Security

Infrastructure

• All traffic encrypted with TLS 1.3 (HTTPS enforced)
• Docker-based isolated deployment with resource limits
• PostgreSQL with parameterised queries (no raw string interpolation)
• Redis connections authenticated with password
• CORS restricted to configured origins (no wildcards in production)
• Rate limiting on all API endpoints (per-user and per-IP)

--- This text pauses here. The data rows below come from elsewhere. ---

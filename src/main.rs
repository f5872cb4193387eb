mod audio;
mod config;
mod renderer;
mod solver;
mod state;

use std::path::PathBuf;
use std::sync::Arc;
use std::sync::atomic::{AtomicBool, Ordering};
use std::time::{Duration, Instant};

use anyhow::{Context, Result, anyhow};
use clap::Parser;
use minifb::{Key, KeyRepeat, Window, WindowOptions};
use tracing_subscriber::EnvFilter;

use state::Simulation;

const WINDOW_TITLE: &str = "Lorenz Attractor";

#[derive(Parser, Debug)]
#[command(author, version, about)]
struct Args {
    /// YAML config file
    #[arg(long, default_value = config::DEFAULT_PATH)]
    config: PathBuf,

    /// Audio file to loop instead of the configured one
    #[arg(long)]
    audio: Option<PathBuf>,

    /// Run without sound
    #[arg(long)]
    mute: bool,
}

impl Args {
    /// Track to play, if any. CLI wins over config; `--mute` wins over both.
    fn audio_path(&self, cfg: &config::AudioConfig) -> Option<PathBuf> {
        if self.mute {
            return None;
        }
        match &self.audio {
            Some(path) => Some(path.clone()),
            None if cfg.enabled => Some(cfg.path.clone()),
            None => None,
        }
    }
}

fn init_tracing() {
    let filter = EnvFilter::try_from_default_env().unwrap_or_else(|_| EnvFilter::new("info"));
    tracing_subscriber::fmt().with_env_filter(filter).init();
}

/// Convert RGBA &[u8] buffer to 0RGB &[u32] buffer for minifb.
fn rgba_to_argb(rgba: &[u8], out: &mut [u32]) {
    for (i, pixel) in rgba.chunks_exact(4).enumerate() {
        out[i] = (pixel[0] as u32) << 16 | (pixel[1] as u32) << 8 | pixel[2] as u32;
    }
}

/// Left side of the status bar: current state and trail length.
fn format_status(sim: &Simulation) -> String {
    let s = &sim.state;
    format!(
        "x {:.2}  y {:.2}  z {:.2}  pts {}  step {}",
        s.x,
        s.y,
        s.z,
        sim.history().len(),
        sim.steps()
    )
}

/// Last window size seen. The laid-out frame can differ from the window (a
/// window shorter than the status bar still gets a one-pixel display), so
/// resizes are detected against this, not against the frame.
struct WindowSize {
    last: (usize, usize),
}

impl WindowSize {
    fn new(size: (usize, usize)) -> Self {
        Self { last: size }
    }

    /// The new size, if it differs from the last one seen. Zero-area sizes
    /// (minimized windows) are ignored.
    fn changed(&mut self, size: (usize, usize)) -> Option<(usize, usize)> {
        if size == self.last || size.0 == 0 || size.1 == 0 {
            return None;
        }
        self.last = size;
        Some(size)
    }
}

fn main() -> Result<()> {
    let args = Args::parse();
    init_tracing();

    let cfg = config::load(&args.config);
    tracing::debug!(?cfg, "effective config");

    let audio = args.audio_path(&cfg.audio).and_then(|path| audio::start_or_warn(&path));

    let mut sim = Simulation::from_config(&cfg);
    let steps_per_frame = cfg.display.steps_per_frame.max(1);
    let mut render_cfg = renderer::RenderConfig::for_display(cfg.display.width, cfg.display.height)
        .with_dot_diameter(cfg.trail.dot_diameter);
    let mut w = render_cfg.frame_width;
    let mut h = render_cfg.frame_height;
    sim.set_viewport(render_cfg.display_width, render_cfg.display_height);

    let mut window = Window::new(
        WINDOW_TITLE,
        w,
        h,
        WindowOptions {
            resize: true,
            ..WindowOptions::default()
        },
    )
    .map_err(|e| anyhow!("failed to create window: {e}"))?;

    window.set_target_fps(cfg.display.target_fps);

    // Ctrl+C handler
    let running = Arc::new(AtomicBool::new(true));
    let r = running.clone();
    ctrlc::set_handler(move || {
        r.store(false, Ordering::SeqCst);
    })
    .context("failed to install Ctrl+C handler")?;

    tracing::info!(
        width = render_cfg.display_width,
        height = render_cfg.display_height,
        capacity = sim.history().capacity(),
        "starting"
    );

    let mut window_size = WindowSize::new((w, h));
    let mut framebuf = vec![0u32; w * h];
    let mut rgba_buf: Vec<u8> = Vec::new();
    let mut paused = false;
    let mut frame_count = 0u32;
    let mut last_fps_time = Instant::now();

    while window.is_open() && running.load(Ordering::SeqCst) {
        // --- Keyboard handling ---
        if window.is_key_pressed(Key::Escape, KeyRepeat::No) {
            break;
        }
        if window.is_key_pressed(Key::Space, KeyRepeat::No) {
            paused = !paused;
            tracing::debug!(paused, "toggled pause");
        }
        if window.is_key_pressed(Key::R, KeyRepeat::No) {
            sim.reset();
            tracing::debug!("trajectory reset");
        }

        // --- Check for window resize ---
        if let Some((new_w, new_h)) = window_size.changed(window.get_size()) {
            render_cfg = renderer::RenderConfig::fit(new_w, new_h).with_dot_diameter(cfg.trail.dot_diameter);
            w = render_cfg.frame_width;
            h = render_cfg.frame_height;
            framebuf = vec![0u32; w * h];
            sim.set_viewport(render_cfg.display_width, render_cfg.display_height);
            tracing::debug!(w, h, "resized");
        }

        if !paused {
            for _ in 0..steps_per_frame {
                sim.step();
            }
        }

        renderer::render_into(&mut rgba_buf, &sim, &render_cfg);
        renderer::render_status(&mut rgba_buf, &render_cfg, &format_status(&sim), if paused { "paused" } else { "" });
        rgba_to_argb(&rgba_buf, &mut framebuf);

        window
            .update_with_buffer(&framebuf, w, h)
            .map_err(|e| anyhow!("failed to present frame: {e}"))?;

        frame_count += 1;
        let now = Instant::now();
        if now.duration_since(last_fps_time) >= Duration::from_secs(1) {
            window.set_title(&format!("{WINDOW_TITLE} ({frame_count} fps)"));
            frame_count = 0;
            last_fps_time = now;
        }
    }

    tracing::info!(steps = sim.steps(), "shutting down");
    drop(audio);
    Ok(())
}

Authentication & Authorisation

• Discord OAuth2 for user authentication (no passwords stored)
• Session tokens via NextAuth with secure HTTP-only cookies
• HMAC-signed tokens for OBS/scene WebSocket connections
• Plan-based access control on all premium features
• Admin endpoints protected by IP whitelist + 2FA

Shader Sandboxing

• All shader compilation runs in sandboxed WebGL contexts
• Shader code validated against known dangerous patterns
• GPU time limits prevent infinite-loop denial of service
• Output file sizes capped per plan tier

Data Protection

• IP addresses are irreversibly hashed (HMAC-SHA256) before storage
• GDPR-compliant: users can delete all personal data via /api/user/delete
• Stripe handles all payment data — we never see card numbers
• Audit logs for admin actions

Monitoring

• Prometheus metrics with alerting (compilation failure rate, circuit breaker state)
• Security event monitoring with automated anomaly detection
• Structured logging with sensitive data redaction

Responsible Disclosure

If you discover a security vulnerability, please report it responsibly by emailing security@shaderbot.uk. We aim to acknowledge reports within 48 hours and provide a fix within 7 days for critical issues.

Please do not disclose vulnerabilities publicly until a fix has been released.